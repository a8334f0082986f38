//! Input catalog loader
//!
//! Reads the artists CSV and keeps only rows whose `genres` column is the
//! literal empty array `[]`.

use crate::models::ArtistRecord;
use crate::services::external_ids::extract_external_ids;
use genrefill_common::{Error, Result};
use serde::Deserialize;
use std::path::Path;
use tracing::{debug, warn};

/// Columns that must be present in the header row
const REQUIRED_COLUMNS: [&str; 3] = ["id", "name", "genres"];

/// One CSV row, as far as this tool cares
#[derive(Debug, Deserialize)]
struct InputRow {
    id: String,
    name: String,
    #[serde(default)]
    genres: String,
    #[serde(default)]
    external_identifiers: String,
}

/// Load artists with an empty genre list from a CSV file
///
/// # Errors
/// - `NotFound` if the file does not exist
/// - `InvalidInput` if a required column is missing
/// - `Csv` if the header row cannot be read
///
/// Individual malformed rows are skipped with a warning.
pub fn load_artists(path: &Path) -> Result<Vec<ArtistRecord>> {
    if !path.exists() {
        return Err(Error::NotFound(format!(
            "Input file not found: {}",
            path.display()
        )));
    }

    let mut reader = csv::ReaderBuilder::new().flexible(true).from_path(path)?;
    let headers = reader.headers()?.clone();

    for column in REQUIRED_COLUMNS {
        if !headers.iter().any(|h| h.trim() == column) {
            return Err(Error::InvalidInput(format!(
                "Missing required column '{}' in {}",
                column,
                path.display()
            )));
        }
    }

    let mut artists = Vec::new();
    let mut skipped_with_genres = 0usize;

    for record in reader.records() {
        let record = match record {
            Ok(record) => record,
            Err(e) => {
                warn!(error = %e, "Skipping unreadable CSV row");
                continue;
            }
        };

        let line = record.position().map(|p| p.line()).unwrap_or(0);

        let row: InputRow = match record.deserialize(Some(&headers)) {
            Ok(row) => row,
            Err(e) => {
                warn!(line, error = %e, "Skipping malformed CSV row");
                continue;
            }
        };

        if row.genres.trim() != "[]" {
            skipped_with_genres += 1;
            continue;
        }

        let external_ids = extract_external_ids(&row.external_identifiers);
        artists.push(ArtistRecord::new(row.id, row.name, external_ids, line));
    }

    debug!(
        selected = artists.len(),
        skipped_with_genres,
        "Input catalog loaded"
    );

    Ok(artists)
}

#[cfg(test)]
mod tests {
    use super::*;
    use tempfile::TempDir;

    fn write_csv(dir: &TempDir, content: &str) -> std::path::PathBuf {
        let path = dir.path().join("artists.csv");
        std::fs::write(&path, content).unwrap();
        path
    }

    #[test]
    fn test_selects_only_empty_genre_rows() {
        let dir = TempDir::new().unwrap();
        let path = write_csv(
            &dir,
            "id,name,genres,external_identifiers\n\
             a1,Solo Act,[],[]\n\
             a2,Known Band,\"[\"\"rock\"\"]\",[]\n\
             a3,Other Act,[],\"[{\"\"source\"\": \"\"Spotify\"\", \"\"identifier\"\": [\"\"sp1\"\"]}]\"\n",
        );

        let artists = load_artists(&path).unwrap();
        assert_eq!(artists.len(), 2);

        assert_eq!(artists[0].id, "a1");
        assert_eq!(artists[0].original_row_number, 2);
        assert!(artists[0].external_ids.is_empty());

        assert_eq!(artists[1].id, "a3");
        assert_eq!(artists[1].original_row_number, 4);
        assert_eq!(artists[1].external_id("spotify"), Some("sp1"));
    }

    #[test]
    fn test_missing_external_identifiers_column_is_allowed() {
        let dir = TempDir::new().unwrap();
        let path = write_csv(&dir, "id,name,genres\nx,Name, [] \n");

        let artists = load_artists(&path).unwrap();
        assert_eq!(artists.len(), 1);
        assert!(artists[0].external_ids.is_empty());
    }

    #[test]
    fn test_names_with_commas_keep_their_row_numbers() {
        let dir = TempDir::new().unwrap();
        let path = write_csv(
            &dir,
            "id,name,genres\n\
             a1,\"Crosby, Stills & Nash\",[]\n\
             a2,\"Earth, Wind & Fire\",[]\n",
        );

        let artists = load_artists(&path).unwrap();
        assert_eq!(artists[0].name, "Crosby, Stills & Nash");
        assert_eq!(artists[0].original_row_number, 2);
        assert_eq!(artists[1].original_row_number, 3);
    }

    #[test]
    fn test_missing_file() {
        let dir = TempDir::new().unwrap();
        let result = load_artists(&dir.path().join("absent.csv"));
        assert!(matches!(result, Err(Error::NotFound(_))));
    }

    #[test]
    fn test_missing_required_column() {
        let dir = TempDir::new().unwrap();
        let path = write_csv(&dir, "id,name\na1,Someone\n");
        let result = load_artists(&path);
        assert!(matches!(result, Err(Error::InvalidInput(_))));
    }
}
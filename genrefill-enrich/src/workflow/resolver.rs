//! Genre resolution chain
//!
//! Sources are consulted in order until one yields a non-empty list after
//! filtering. Failures never propagate: each is logged at debug level with its
//! reason and the next source is tried.

use crate::config::EnrichConfig;
use crate::models::{ArtistRecord, GenreResult};
use crate::services::{filter_genres, HttpClients};
use crate::sources::{request_token, standard_sources};
use crate::types::{GenreSource, LookupFailure, SourceLabel};
use genrefill_common::Result;
use tracing::{debug, info, warn};

/// Which credentialed services are usable for this run
#[derive(Debug, Clone, Copy, PartialEq, Eq)]
pub struct SourceReadiness {
    pub spotify: bool,
    pub lastfm: bool,
}

/// Ordered chain of genre sources
pub struct GenreResolver {
    sources: Vec<Box<dyn GenreSource>>,
}

impl GenreResolver {
    pub fn new(sources: Vec<Box<dyn GenreSource>>) -> Self {
        Self { sources }
    }

    /// Labels of the chain, in consultation order
    pub fn labels(&self) -> Vec<SourceLabel> {
        self.sources.iter().map(|s| s.label()).collect()
    }

    /// Genres and answering source, or `None` when every source came up empty
    pub async fn resolve(&self, artist: &ArtistRecord) -> Option<(Vec<String>, SourceLabel)> {
        for source in &self.sources {
            let label = source.label();

            let raw = match source.lookup(artist).await {
                Ok(genres) => genres,
                Err(LookupFailure::NotApplicable(reason)) => {
                    debug!(artist = %artist.name, source = %label, reason, "Source skipped");
                    continue;
                }
                Err(failure) => {
                    debug!(artist = %artist.name, source = %label, %failure, "Source lookup failed");
                    continue;
                }
            };

            let genres = filter_genres(&raw);
            if genres.is_empty() {
                debug!(
                    artist = %artist.name,
                    source = %label,
                    raw = ?raw,
                    "Source genres removed by filter"
                );
                continue;
            }

            return Some((genres, label));
        }

        None
    }

    /// Result row for an artist, the placeholder when nothing was found
    pub async fn resolve_result(&self, artist: &ArtistRecord) -> GenreResult {
        match self.resolve(artist).await {
            Some((genres, label)) => GenreResult::found(artist, genres, label),
            None => GenreResult::placeholder(artist),
        }
    }
}

/// Build the standard chain, requesting the Spotify token up front
///
/// A token failure is logged and disables the Spotify sources; it does not
/// abort the run.
pub async fn build_resolver(config: &EnrichConfig) -> Result<(GenreResolver, SourceReadiness)> {
    let clients = HttpClients::new(&config.http)?;

    let spotify_token = match &config.spotify {
        Some(credentials) => match request_token(&clients.api, credentials).await {
            Ok(token) => {
                info!("Spotify token acquired");
                Some(token)
            }
            Err(failure) => {
                warn!(%failure, "Spotify token request failed; Spotify sources disabled");
                None
            }
        },
        None => None,
    };

    let readiness = SourceReadiness {
        spotify: spotify_token.is_some(),
        lastfm: config.lastfm_api_key.is_some(),
    };

    let resolver = GenreResolver::new(standard_sources(config, &clients, spotify_token));
    Ok((resolver, readiness))
}

#[cfg(test)]
mod tests {
    use super::*;
    use crate::types::LookupResult;
    use async_trait::async_trait;
    use std::collections::BTreeMap;

    struct Fixed {
        label: SourceLabel,
        result: LookupResult,
    }

    #[async_trait]
    impl GenreSource for Fixed {
        fn label(&self) -> SourceLabel {
            self.label
        }

        async fn lookup(&self, _artist: &ArtistRecord) -> LookupResult {
            self.result.clone()
        }
    }

    fn fixed(label: SourceLabel, result: LookupResult) -> Box<dyn GenreSource> {
        Box::new(Fixed { label, result })
    }

    fn strings(items: &[&str]) -> Vec<String> {
        items.iter().map(|s| s.to_string()).collect()
    }

    fn artist() -> ArtistRecord {
        ArtistRecord::new("a1", "Anyone", BTreeMap::new(), 2)
    }

    #[tokio::test]
    async fn test_first_non_empty_source_wins() {
        let resolver = GenreResolver::new(vec![
            fixed(SourceLabel::SpotifyId, Err(LookupFailure::NotApplicable("no Spotify ID"))),
            fixed(SourceLabel::MusicBrainzId, Err(LookupFailure::Status(503))),
            fixed(SourceLabel::LastFm, Ok(strings(&["shoegaze"]))),
            fixed(SourceLabel::Wikipedia, Ok(strings(&["rock"]))),
        ]);

        let resolved = resolver.resolve(&artist()).await;
        assert_eq!(resolved, Some((strings(&["shoegaze"]), SourceLabel::LastFm)));
    }

    #[tokio::test]
    async fn test_filtered_out_result_falls_through() {
        let resolver = GenreResolver::new(vec![
            fixed(
                SourceLabel::AllMusic,
                Ok(strings(&["Blues", "Classical", "Country", "Electronic", "Folk"])),
            ),
            fixed(SourceLabel::Wikipedia, Ok(strings(&["Folk rock"]))),
        ]);

        let resolved = resolver.resolve(&artist()).await;
        assert_eq!(resolved, Some((strings(&["Folk rock"]), SourceLabel::Wikipedia)));
    }

    #[tokio::test]
    async fn test_placeholder_when_all_sources_fail() {
        let resolver = GenreResolver::new(vec![
            fixed(SourceLabel::Spotify, Err(LookupFailure::Network("offline".into()))),
            fixed(SourceLabel::LastFm, Ok(strings(&["kids music"]))),
        ]);

        let result = resolver.resolve_result(&artist()).await;
        assert_eq!(result.source, None);
        assert_eq!(result.genres, strings(&["small artist"]));
        assert_eq!(result.source_label(), "None");
    }

    #[tokio::test]
    async fn test_build_resolver_without_credentials() {
        let (resolver, readiness) = build_resolver(&EnrichConfig::offline()).await.unwrap();
        assert_eq!(
            readiness,
            SourceReadiness {
                spotify: false,
                lastfm: false
            }
        );
        assert_eq!(resolver.labels().len(), SourceLabel::REPORT_ORDER.len());
    }
}
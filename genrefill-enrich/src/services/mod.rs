//! Service modules for the enrichment workflow
//!
//! Input loading, identifier parsing, filtering and matching helpers, plus the
//! shared HTTP and HTML plumbing used by the genre sources.

pub mod external_ids;
pub mod genre_filter;
pub mod html;
pub mod http;
pub mod input_loader;
pub mod name_matcher;

pub use external_ids::extract_external_ids;
pub use genre_filter::filter_genres;
pub use http::HttpClients;
pub use input_loader::load_artists;
pub use name_matcher::{musicbrainz_queries, name_variants, names_match, MatchThresholds};
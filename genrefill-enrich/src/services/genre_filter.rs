//! Genre filter
//!
//! Strips children's-music terms and non-genre noise (demographics, places,
//! platform UI labels) from a raw genre list, and discards AllMusic's generic
//! fallback set.

use crate::models::MAX_GENRES;

/// Children's-music terms (substring match, case-insensitive)
const CHILDRENS_TERMS: &[&str] = &[
    "children's music",
    "childrens music",
    "childrens",
    "kids",
    "lullaby",
    "kids music",
    "children music",
    "children",
];

/// Non-genre tags (substring match, case-insensitive)
const NON_GENRE_TAGS: &[&str] = &[
    "seen live",
    "favorites",
    "my library",
    "under 2000 listeners",
    "seen-live",
    "favorite",
    "library",
    "all",
    "music",
    "spotify",
    "usa",
    "american",
    "united states",
    "british",
    "german",
    "italian",
    "french",
    "european",
    "columbus",
    "birmingham",
    "new orleans",
    "peruvian",
    "quechua",
    "switzerland",
    "fixme or cleanup",
    "unknown",
    "special purpose artist",
    "special purpose",
    "compilation",
    "soundtrack",
    "cast",
    "2008 universal fire victim",
    "oh yeah",
    "classy",
    "elegance is learn",
    "ekwal",
    "leon larregui",
    "zoé",
    "raf",
    "80s",
    "italy",
    "kinderlieder",
    "female vocalists",
    "female composer",
    "german composer",
    "composer",
    "2 tone",
    "2 times",
    "times",
];

/// AllMusic answers with exactly these five when it has no real data
const ALLMUSIC_FALLBACK: [&str; 5] = ["blues", "classical", "country", "electronic", "folk"];

/// Shortest string accepted as a genre
const MIN_GENRE_CHARS: usize = 3;

/// Filter a raw genre list
///
/// Keeps source order and at most [`MAX_GENRES`] entries. Returns an empty list
/// when what survives is exactly the AllMusic fallback set. Idempotent.
pub fn filter_genres(genres: &[String]) -> Vec<String> {
    let mut kept: Vec<String> = genres
        .iter()
        .filter(|genre| is_genre(genre))
        .cloned()
        .collect();
    kept.truncate(MAX_GENRES);

    if is_allmusic_fallback(&kept) {
        return Vec::new();
    }

    kept
}

/// Whether a single string survives the denylists and length check
pub fn is_genre(genre: &str) -> bool {
    let lower = genre.trim().to_lowercase();

    if lower.chars().count() < MIN_GENRE_CHARS {
        return false;
    }
    if CHILDRENS_TERMS.iter().any(|term| lower.contains(term)) {
        return false;
    }
    !NON_GENRE_TAGS.iter().any(|tag| lower.contains(tag))
}

/// Whether a list is exactly AllMusic's five-genre fallback
pub fn is_allmusic_fallback(genres: &[String]) -> bool {
    if genres.len() != ALLMUSIC_FALLBACK.len() {
        return false;
    }
    let mut lowered: Vec<String> = genres.iter().map(|g| g.trim().to_lowercase()).collect();
    lowered.sort();
    lowered.dedup();
    lowered == ALLMUSIC_FALLBACK
}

→ **Work required**
If the string "does" is in a line of the entries, pick that line out.

→ **Response for this exercise**
/// - `NotFound` if the file does not exist
/// A token failure is logged and disables the Spotify sources; it does not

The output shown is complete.